That flood of products and advice makes the idea of simplification even more crucial—a concept Scott and many other pro triathletes support.
"A lot of athletes are overthinking it," Scott says. "When they simplify it, they're not taking an excessive amount of ingredients, or total calories—which is really the massive thing that causes the greatest amount of trouble.
"I'd rather have people err on the underside of it.

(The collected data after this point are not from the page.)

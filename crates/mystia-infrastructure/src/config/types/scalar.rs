//! Lenient string fields
//!
//! Environment values are parsed into typed values before extraction, so a
//! credential such as `LIVEKIT_API_KEY=42` arrives as an integer. Fields that
//! hold opaque text accept any scalar and keep its textual form.

use serde::Deserializer;
use serde::de::{self, Visitor};
use std::fmt;

/// Deserialize a string field from any scalar value
pub(crate) fn string_from_scalar<'de, D>(deserializer: D) -> Result<String, D::Error>
where
    D: Deserializer<'de>,
{
    struct ScalarVisitor;

    impl Visitor<'_> for ScalarVisitor {
        type Value = String;

        fn expecting(&self, formatter: &mut fmt::Formatter<'_>) -> fmt::Result {
            formatter.write_str("a string, number or boolean")
        }

        fn visit_str<E: de::Error>(self, value: &str) -> Result<Self::Value, E> {
            Ok(value.to_string())
        }

        fn visit_string<E: de::Error>(self, value: String) -> Result<Self::Value, E> {
            Ok(value)
        }

        fn visit_char<E: de::Error>(self, value: char) -> Result<Self::Value, E> {
            Ok(value.to_string())
        }

        fn visit_bool<E: de::Error>(self, value: bool) -> Result<Self::Value, E> {
            Ok(value.to_string())
        }

        fn visit_i64<E: de::Error>(self, value: i64) -> Result<Self::Value, E> {
            Ok(value.to_string())
        }

        fn visit_i128<E: de::Error>(self, value: i128) -> Result<Self::Value, E> {
            Ok(value.to_string())
        }

        fn visit_u64<E: de::Error>(self, value: u64) -> Result<Self::Value, E> {
            Ok(value.to_string())
        }

        fn visit_u128<E: de::Error>(self, value: u128) -> Result<Self::Value, E> {
            Ok(value.to_string())
        }

        // Values containing a `.` are parsed as floats, which drops trailing
        // zeros.
        fn visit_f64<E: de::Error>(self, value: f64) -> Result<Self::Value, E> {
            Ok(value.to_string())
        }
    }

    deserializer.deserialize_any(ScalarVisitor)
}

I always ask 'Is the amount of calories you're taking during competition or in really hard training, are you doing the same thing under normal training conditions?' And 90 percent of them say 'No, I've never done it.' So why the heck are you doing it on race day?"
It all leads to what Scott sees as the biggest issue triathletes face nutritionally: Doing fine during the swim, feeling so-so on the bike and then succumbing to GI distress during an agonizing run.
"I can't count how many stories I've heard," Scott says.
Scott recently has teamed up with X2Performance, a supplement that is NSF Certified for Sport (which Scott calls "gigantic.") In addition to his endorsement, Scott will provide training tips and nutrition plans for the brand.
Scott rattles off the benefits of the relatively few ingredients in X2Performance, from ATP disodium ("it enhances blood flow") to coenzyme Q-10 ("it's found in every cell of your body") to ribose ("a mopping system for the breakdown of byproducts").
Doing so, it's clear that the sport—and Scott himself—has come a long way from the dark ages of triathlon nutrition. Ironically, it came full circle—returning to the simple-is-better roots, but this time with a better understanding of what works for athletes pushing their bodies to the limit.
"A lot of the food-replacement drinks and gels out there are based on good science," Scott said. "That wasn't around when I was racing. I gobbled down eight bananas and thought, 'Oh God, I hope I can make it.'"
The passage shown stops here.